Hebrews asserts: Jesus continues forever.  What is he doing?  “He lives to make intercession for us.”  The psalmist tells us that he and we “come to do your will, O God….we tell the good news of salvation.”  Jesus alive is constantly praying for us, with us, and within us. Jesus is continually doing God’s will, that is shalom.  He is always and everywhere handing on the good news through the likes of us, our lives, our work, our love, our service.  Crowds in the gospel are almost crushing him.  The needs of our world continue to crush him, and yet he is peace-maker, healer, evangelizer, intercessor – through us.

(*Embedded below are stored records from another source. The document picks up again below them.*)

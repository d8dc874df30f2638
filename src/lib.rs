//! # IMF Data Client Library
//!
//! Client for the IMF SDMX JSON statistical data service. Every dataset has
//! its own dimensions and codelists, which are discovered before a query is
//! built. Responses are irregularly shaped JSON, and errors often arrive as
//! HTML bodies with status 200.
//!
//! ## Quick Start
//!
//! ```no_run
//! use imf_data_client::{DatasetQuery, ImfClient};
//!
//! # async fn example() -> Result<(), Box<dyn std::error::Error>> {
//! let client = ImfClient::new();
//!
//! let query = DatasetQuery::new("PCPS")
//!     .filter("freq", ["A"])
//!     .filter("ref_area", ["W00"])
//!     .filter("indicator", ["PGOLD"])
//!     .start_year("2015")
//!     .end_year("2020");
//!
//! let response = client.dataset(&query).await?;
//! if let Some(table) = response.data.table() {
//!     for record in table {
//!         println!("{:?} {:?}", record.text("time_period"), record.decimal("obs_value"));
//!     }
//! }
//! # Ok(())
//! # }
//! ```
//!
//! ## Architecture
//!
//! - [`transport`] - rate-limited, retrying, optionally caching HTTP transport
//! - [`dimensions`] - dataset structure and codelist resolution
//! - [`query`] - filter validation and compact-data URL building
//! - [`normalize`] - flattening of compact-data series into records
//! - [`metadata`] - descriptive header of a query
//! - [`client`] - public calls composing the pipeline
//!
//! ## Configuration
//!
//! [`ClientConfig`] carries the application name sent as `User-Agent`, the
//! minimum idle gap between requests, the retry budget and cache settings.
//! [`ClientConfig::global`] is a read-only process-wide default built from
//! `IMF_*` environment variables.

#![warn(missing_docs)]
#![warn(clippy::all)]

/// Public client calls
pub mod client;

/// Client settings
pub mod config;

/// Dimension resolution
pub mod dimensions;

/// Endpoint URLs
pub mod endpoints;

/// Crate-level errors
pub mod error;

/// Metadata extraction
pub mod metadata;

/// Observability metrics
pub mod metrics;

/// Response normalization
pub mod normalize;

/// Object-or-array coercion
pub mod one_or_many;

/// Query building
pub mod query;

/// HTTP transport
pub mod transport;

pub use client::{DatasetData, DatasetInfo, DatasetQuery, DatasetResponse, ImfClient};
pub use config::{AppName, CacheConfig, ClientConfig, ConfigError};
pub use dimensions::{CodeEntry, Codelist, Dimension, DimensionSchema, ParameterDef, ResolveError};
pub use endpoints::{Endpoints, IMF_BASE_URL};
pub use error::{ImfError, ImfResult};
pub use metadata::{MetadataError, MetadataHeader};
pub use normalize::{FlatRecord, NormalizeError, RecordSet, Scalar};
pub use one_or_many::OneOrMany;
pub use query::{BuiltQuery, FilterSet, QueryError, QueryWarning, Year, YearRange};
pub use transport::{HttpBackend, RawResponse, Transport, TransportError, TransportResponse};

Ask the Spirit to show you in what specific ways you continue the mission and ministry of Jesus.  He continues to live and work through us.  How might you be an attractive sign of his presence and mission today?

Here we are, O Christ!  We come to do God’s will for shalom, and to let your passionate desire for peace and unity flow through us today.


Friday, January 19, 2007
Hebrews 8:6-13; Psalm 85; Mark 3: 13-19

            These readings nourish an apostolic spirituality. In the gospel, Jesus appoints twelve, and continues to appoint us through our Baptism as apostles, those who are sent.
Not only are we sent to proclaim and to heal (not with miracles but with a listening heart to all who hurt).  The psalm calls us, as it does Christ, to embody God’s faithful love. “Justice and peace shall kiss; faithfulness will spring up from the earth, and justice from heaven.”  How? Through us who embody Christ who embodies God.  He is the sacrament of God, and we are his body, sacraments of his presence and power in our world.  Listen to the Alleluia verse from 2 Corinthians: “God was in Christ
to reconcile the world to God’s own self, and the good news of reconciliation God has entrusted to us.”

            Peace, justice, faithfulness, reconciliation, unity—all these undergird an apostolic spirituality.  Pray for these gifts to be active in your own life.  Pray for the peacemakers, the reconcilers, the unifiers whom you know, both in gratitude and that their love might remain steadfast.

            Take our flesh, Jesus, and let your life shine through it.  Let us enflesh your faithful love and kindness, your own peaceful heart and unifying spirit.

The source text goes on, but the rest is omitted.